With Maduro clinging on in Venezuela, Trump has limited options
US Vice President Mike Pence (right) meets in Bogota with Venezuelan opposition leader and self-declared acting president Juan Guaido (Diana Sanchez)
Washington (AFP) – A month after Donald Trump declared Venezuela’s Nicolas Maduro to be an illegitimate president, the leftist firebrand is still clinging to power and options for the United States look increasingly narrow.
President Trump, in a rare global crisis in which he has enjoyed strong international backing, on January 23 recognized opposition leader Juan Guaido as interim president as Venezuela’s economy collapses and millions flee to neighboring countries.
The Trump administration has recently taken more brazen action.
It has blocked the Maduro government’s lifeblood by freezing accounts of Citgo, Venezuela’s oil company in the United States, and over the weekend backed efforts to force in badly needed aid through Colombia and Brazil, sparking a border melee in which four people were killed and hundreds injured.
Yet while Maduro is deeply weakened, the military has largely stood by him. And he still enjoys the diplomatic support of China and Russia, with Beijing in particular worried whether an opposition-led Venezuela would repay billions of dollars in loans.

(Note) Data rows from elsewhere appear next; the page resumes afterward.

pub mod middleware;

pub use middleware::{ApiKeyMiddleware, API_KEY_HEADER};
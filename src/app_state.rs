use std::sync::Arc;

use crate::{
    config::Config,
    services::{
        document_loader::HttpDocumentLoader,
        embedding_service::OpenAiEmbedder,
        model_service::OpenAiChatModel,
        quiz_builder::QuizBuilderConfig,
        quiz_service::QuizService,
        retrieval::InMemoryVectorStore,
    },
};

#[derive(Clone)]
pub struct AppState {
    pub quiz_service: Arc<QuizService>,
    pub config: Arc<Config>,
}

impl AppState {
    /// Wires the OpenAI-backed providers and the shared vector store.
    pub fn new(config: Config) -> Self {
        let embedder = Arc::new(OpenAiEmbedder::new(&config));
        let vector_store = Arc::new(InMemoryVectorStore::new(embedder));
        let model = Arc::new(OpenAiChatModel::new(&config));
        let loader = Arc::new(HttpDocumentLoader::new(&config));

        let builder_config =
            QuizBuilderConfig::new(model, vector_store).with_retrieval_k(config.retrieval_k);
        let quiz_service = Arc::new(QuizService::new(loader, builder_config));

        Self::with_service(config, quiz_service)
    }

    pub fn with_service(config: Config, quiz_service: Arc<QuizService>) -> Self {
        Self {
            quiz_service,
            config: Arc::new(config),
        }
    }
}
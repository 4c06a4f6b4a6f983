use std::{
    future::{ready, Ready},
    rc::Rc,
};

use actix_web::{
    body::EitherBody,
    dev::{forward_ready, Service, ServiceRequest, ServiceResponse, Transform},
    web, Error, ResponseError,
};
use futures::future::LocalBoxFuture;
use secrecy::ExposeSecret;

use crate::{app_state::AppState, errors::AppError};

pub const API_KEY_HEADER: &str = "API-Key";

/// Rejects requests whose `API-Key` header does not match the configured key.
pub struct ApiKeyMiddleware;

impl<S, B> Transform<S, ServiceRequest> for ApiKeyMiddleware
where
    S: Service<ServiceRequest, Response = ServiceResponse<B>, Error = Error> + 'static,
    S::Future: 'static,
    B: 'static,
{
    type Response = ServiceResponse<EitherBody<B>>;
    type Error = Error;
    type InitError = ();
    type Transform = ApiKeyMiddlewareService<S>;
    type Future = Ready<Result<Self::Transform, Self::InitError>>;

    fn new_transform(&self, service: S) -> Self::Future {
        ready(Ok(ApiKeyMiddlewareService {
            service: Rc::new(service),
        }))
    }
}

pub struct ApiKeyMiddlewareService<S> {
    service: Rc<S>,
}

impl<S, B> Service<ServiceRequest> for ApiKeyMiddlewareService<S>
where
    S: Service<ServiceRequest, Response = ServiceResponse<B>, Error = Error> + 'static,
    S::Future: 'static,
    B: 'static,
{
    type Response = ServiceResponse<EitherBody<B>>;
    type Error = Error;
    type Future = LocalBoxFuture<'static, Result<Self::Response, Self::Error>>;

    forward_ready!(service);

    fn call(&self, req: ServiceRequest) -> Self::Future {
        let service = Rc::clone(&self.service);

        Box::pin(async move {
            if let Err(err) = authorize(&req) {
                log::warn!("Rejected {} {}: {}", req.method(), req.path(), err);
                let response = err.error_response();
                return Ok(req.into_response(response).map_into_right_body());
            }

            let res = service.call(req).await?;
            Ok(res.map_into_left_body())
        })
    }
}

fn authorize(req: &ServiceRequest) -> Result<(), AppError> {
    let state = req
        .app_data::<web::Data<AppState>>()
        .ok_or_else(|| AppError::InternalError("application state not configured".to_string()))?;

    let provided = req
        .headers()
        .get(API_KEY_HEADER)
        .and_then(|h| h.to_str().ok())
        .ok_or_else(|| AppError::Unauthorized("Missing API key".to_string()))?;

    if keys_match(provided, state.config.api_key.expose_secret()) {
        Ok(())
    } else {
        Err(AppError::Unauthorized("Invalid API key".to_string()))
    }
}

/// Compares without short-circuiting on the first differing byte.
fn keys_match(provided: &str, expected: &str) -> bool {
    let (a, b) = (provided.as_bytes(), expected.as_bytes());
    a.len() == b.len() && a.iter().zip(b).fold(0u8, |acc, (x, y)| acc | (x ^ y)) == 0
}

“We’re in a situation where we have effectively used all the levers we have to pressure the Venezuelan regime in terms of not recognizing President Maduro, imposing sanctions on members of the regime and then effectively taking the nuclear option, which was stopping imports — given that the United States was the largest cash-paying customer for Venezuelan crude,” said Mark P. Jones, a Latin America expert at Rice University.
“That was the last lever we had and if Maduro is able to effectively remain in power for a month or two more, he will likely be able to stay for the foreseeable future,” he said.
Venezuela’s long-fractious opposition has rallied around the fresh leadership of 35-year-old Guaido, who met Monday in Colombia with US President Mike Pence.
But Jones said Maduro is calculating that the opposition will again fragment if the crisis drags on long enough and that he can eventually find new sources of revenue.
A US official said Washington was looking at new sanctions, explaining, “We can’t have another Cuba.” But a full-out blockade of Venezuela, as the United States pursued for decades in Cuba, would likely draw resistance in the region.
– Threats of force –
Trump has openly mused of military intervention but has faced vocal pushback from allies including Canada, which took a leading role in recognizing Guaido, as well as Brazil’s new right-wing government which has sought close ties with Washington.
Few observers expect an outright US attack, which would rekindle memories of violent US meddling in Latin America — and could be an operation more like Iraq than Grenada, considering Venezuela’s size and complexity.
The United States, however, has increased reconnaissance flights off Venezuela, a US official told AFP, while saying that all have been in international air space.
“The fact that the military option is gaining more steam is indicative of the fact that there are few clear paths to resolve the current crisis,” Risa Grais-Targow, the Eurasia Group consultancy’s Latin America director, wrote in a risk report.
“Still, even if the possibility of US military intervention has grown at the margins, it remains unlikely,” she wrote, noting Trump himself had non-interventionist instincts and little to gain at home through a risky military deployment.
For Trump, removing Maduro has offered a politically attractive cause around which to rally the growing Venezuelan American community in the key state of Florida — and a way to send a message to Maduro ally Cuba.
Trump has also vigorously sought to use Venezuela to tarnish domestic foes, trying to link Maduro’s socialism to Democrats pushing to reduce US income inequality.
– Weakened opposition? –
But one side that may have believed Trump on the military option — the opposition.
Guaido had hoped that Saturday’s aid mobilization with the support of the United States and Colombia would deliver the “knockout blow” to Maduro, said David Smilde, a senior fellow specializing in Venezuela at the Washington Office on Latin America, a think tank that promotes human rights.
Instead, Colombia says 300 troops defected from the Venezuelan army. The aid did not get through despite warnings to Venezuela of the Trump administration, which in effect made clear it wants a political, rather than military, solution.
“Somehow, they did not coordinate properly with the Venezuelan opposition and were caught in their own bluff regarding military action,” Smilde said.
“The result is a seriously weakened opposition, without a clear direction.”
Smilde said that Guaido will have to persevere despite the pressure, “which is no easy task.”
“Support for the regime is no doubt eroding, but its collapse may take more time than initially thought.”